Saturday, April 4, 2009

What retirement means to me

I am an empty nester, as I have mentioned before.  Such a cute little name for such a sad thing. But what does that really mean, on a day to day basis?  For me, it means:
  • I have been forcibly retired from the best job I have ever had, the one I longed to have for years, but held out for until my nest was secure and stable with the right mate.  I was CEO of the best company in the world, center of growth and excitement, a devoted and tireless work-a-holic.  Suddenly, I was phased out, without the retirement party, the golden parachute, or the gold watch.
  • We have sold the big beautiful house custom built for my kids and our lifestyle.  I live in a place that has never echoed with the giggles or running steps or childhood arguments of my kids.  Or the excitement of Christmas morning.  I listen, but, nothing.  I no longer even have access to the closets and beds that still smell like my babies.  If I did, I would lay down and sleep, sometimes.

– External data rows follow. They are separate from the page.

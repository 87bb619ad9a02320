use fieldvault_blob::InMemoryBlobStore;
use fieldvault_host::{Dispatcher, build_registry};
use fieldvault_telemetry::init_telemetry;
use std::sync::Arc;

#[tokio::main]
async fn main() -> anyhow::Result<()> {
    // Setup logging
    init_telemetry();

    println!("=== Fieldvault Quickstart ===\n");

    // Build the storage backend and the immutable tool registry
    let store = InMemoryBlobStore::new();
    let registry = Arc::new(build_registry(Arc::new(store.clone()))?);

    println!("Registered tools:");
    for registration in registry.registrations() {
        println!("  {:<26} {}", registration.name, registration.description);
    }
    println!();

    let dispatcher = Dispatcher::new(registry);

    // Greeting
    let reply = dispatcher.dispatch_raw("hello", "{}").await?;
    println!("hello -> {reply}");

    // Save and read back a snippet
    let reply = dispatcher
        .dispatch_raw(
            "save_snippet",
            r#"{"arguments": {"snippetname": "greeting", "snippet": "println!(\"hi\");"}}"#,
        )
        .await?;
    println!("save_snippet -> {reply}");

    let reply = dispatcher
        .dispatch_raw(
            "get_snippet",
            r#"{"arguments": {"snippetname": "greeting"}}"#,
        )
        .await?;
    println!("get_snippet -> {reply}");

    // Persist a flat sensor reading
    let reply = dispatcher
        .dispatch_raw(
            "save_simple_sensor_data",
            r#"{"arguments": {
                "sensor_id": "s1",
                "metric_name": "temperature",
                "value": 21.5,
                "unit": "C",
                "timestamp": "2026-01-01T00-00-00",
                "IsCalibrated": true
            }}"#,
        )
        .await?;
    println!("save_simple_sensor_data -> {reply}");

    // Persist a nested device report
    let reply = dispatcher
        .dispatch_raw(
            "save_complex_sensor_data",
            r#"{"arguments": {
                "device_id": "dev1",
                "timestamp": "2026-01-01T00-00-00",
                "location": {"latitude": 47.6, "longitude": -122.3, "altitude": 56.0, "description": "rooftop"},
                "sensors": [],
                "events": [],
                "configuration": {
                    "sampling_interval_sec": 60,
                    "transmit_interval_sec": 300,
                    "firmware_version": "1.4.2",
                    "network": {"type": "wifi", "ssid": "field-net", "ip": "10.0.0.7"}
                }
            }}"#,
        )
        .await?;
    println!("save_complex_sensor_data -> {reply}");

    println!("\nBlobs stored: {}", store.len());

    Ok(())
}
use fieldvault_core::VaultConfig;
use fieldvault_host::{build_registry, build_store, serve};
use fieldvault_telemetry::init_telemetry;
use std::sync::Arc;

#[tokio::main]
async fn main() -> anyhow::Result<()> {
    // Setup logging
    init_telemetry();

    // Load configuration, falling back to defaults when no file is present
    let config = VaultConfig::load().unwrap_or_default();

    let store = build_store(&config.storage);
    let registry = Arc::new(build_registry(store)?);

    println!(
        "Serving {} tools on {}:{}",
        registry.len(),
        config.server.host,
        config.server.port
    );

    serve(&config.server, registry).await?;

    Ok(())
}
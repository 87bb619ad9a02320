use super::{argument_map, storage_error, string_arg};
use crate::definitions::{snippet_lookup_properties, snippet_save_properties};
use crate::FunctionTool;
use fieldvault_blob::{BlobStore, BlobTemplate};
use fieldvault_core::{Result, ToolReply};
use std::sync::Arc;

/// Argument carrying the snippet name
pub const SNIPPET_NAME_ARG: &str = "snippetname";

/// Argument carrying the snippet content
pub const SNIPPET_CONTENT_ARG: &str = "snippet";

/// Blob path template shared by the snippet read and write tools
pub const SNIPPET_BLOB_TEMPLATE: &str = "snippets/{snippetname}.json";

/// Creates the tool that retrieves a snippet by name.
///
/// The snippet content is returned verbatim; a missing blob is a storage
/// failure handled by the host, not a reply.
pub fn create_get_snippet_tool(store: Arc<dyn BlobStore>) -> Result<FunctionTool> {
    let template = BlobTemplate::new(SNIPPET_BLOB_TEMPLATE);

    FunctionTool::builder()
        .name("get_snippet")
        .description("Retrieve a snippet by name.")
        .properties(snippet_lookup_properties())
        .execute(move |ctx, args| {
            let store = store.clone();
            let template = template.clone();

            async move {
                let args = argument_map(&args);
                let path = template.resolve(&args).map_err(storage_error)?;

                let content = store.read(&path).await.map_err(storage_error)?;

                tracing::info!(
                    invocation_id = %ctx.invocation_id(),
                    path = %path,
                    "Retrieved snippet"
                );

                Ok(ToolReply::message(content))
            }
        })
        .build()
}

/// Creates the tool that saves a snippet under a name
pub fn create_save_snippet_tool(store: Arc<dyn BlobStore>) -> Result<FunctionTool> {
    let template = BlobTemplate::new(SNIPPET_BLOB_TEMPLATE);

    FunctionTool::builder()
        .name("save_snippet")
        .description("Save a snippet with a name.")
        .properties(snippet_save_properties())
        .execute(move |ctx, args| {
            let store = store.clone();
            let template = template.clone();

            async move {
                let args = argument_map(&args);
                let snippet_name = string_arg(&args, SNIPPET_NAME_ARG);
                let snippet_content = string_arg(&args, SNIPPET_CONTENT_ARG);

                if snippet_name.is_empty() {
                    return Ok(ToolReply::message("No snippet name provided"));
                }

                if snippet_content.is_empty() {
                    return Ok(ToolReply::message("No snippet content provided"));
                }

                let path = template.resolve(&args).map_err(storage_error)?;
                store
                    .write(&path, &snippet_content)
                    .await
                    .map_err(storage_error)?;

                tracing::info!(
                    invocation_id = %ctx.invocation_id(),
                    path = %path,
                    "Saved snippet"
                );

                Ok(ToolReply::message(format!(
                    "Snippet '{snippet_content}' saved successfully"
                )))
            }
        })
        .build()
}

  • I miss the growth charts on the wall that recorded heights every four or six months.  I taped a piece of acrylic film over the chart and copied it before the wall was painted when we sold the house.  It stays rolled up in a closet.
  • I miss being touched.  My kids and I are very touching people.  When each was born, I couldn't get enough of them.  After more than two decades of hugging, cuddling, nursing, rocking, soothing, and closeness, I went cold turkey to touch.  And it leaves an aching void.  My husband is not overly demonstrative, and therefore no substitute.
  • The house is so quiet.  No slamming doors, no loud music, no stream of young people in and out and in.  I have deliberately made our home welcoming to all friends of my kids, and enjoyed the company of many over the years. They would walk in, say 'hi', and hit the pantry for snacks before heading upstairs to see whomever.  They borrowed money, spent the night, did their laundry, went on trips with us, or just dropped by to hang out.  No one does that anymore.
  • I laugh less.
  • I holler less, whether in summoning, cheering, or stopping a disagreement.
  • When I am home alone, I often go the entire day without speaking.
  • I worry more about what my kids think of me, whether they will someday not want to call or come home.  I don't have anything specific to offer anymore, our relationship will from hereon rely on friendship, regard, and love.  I hope that there will be enough of those.
  • I drive a big vehicle that carries only me now.
If that sounds a little desperate, so be it.  I am in transition, in a type of mourning, for the family I once had.  Of course I still have it, in a different form, but right now I hurt.  I am a strong, independent and intelligent woman, capable of anything I put my mind to.  But, I am an empty nester, and believe me, this ain't for wimps.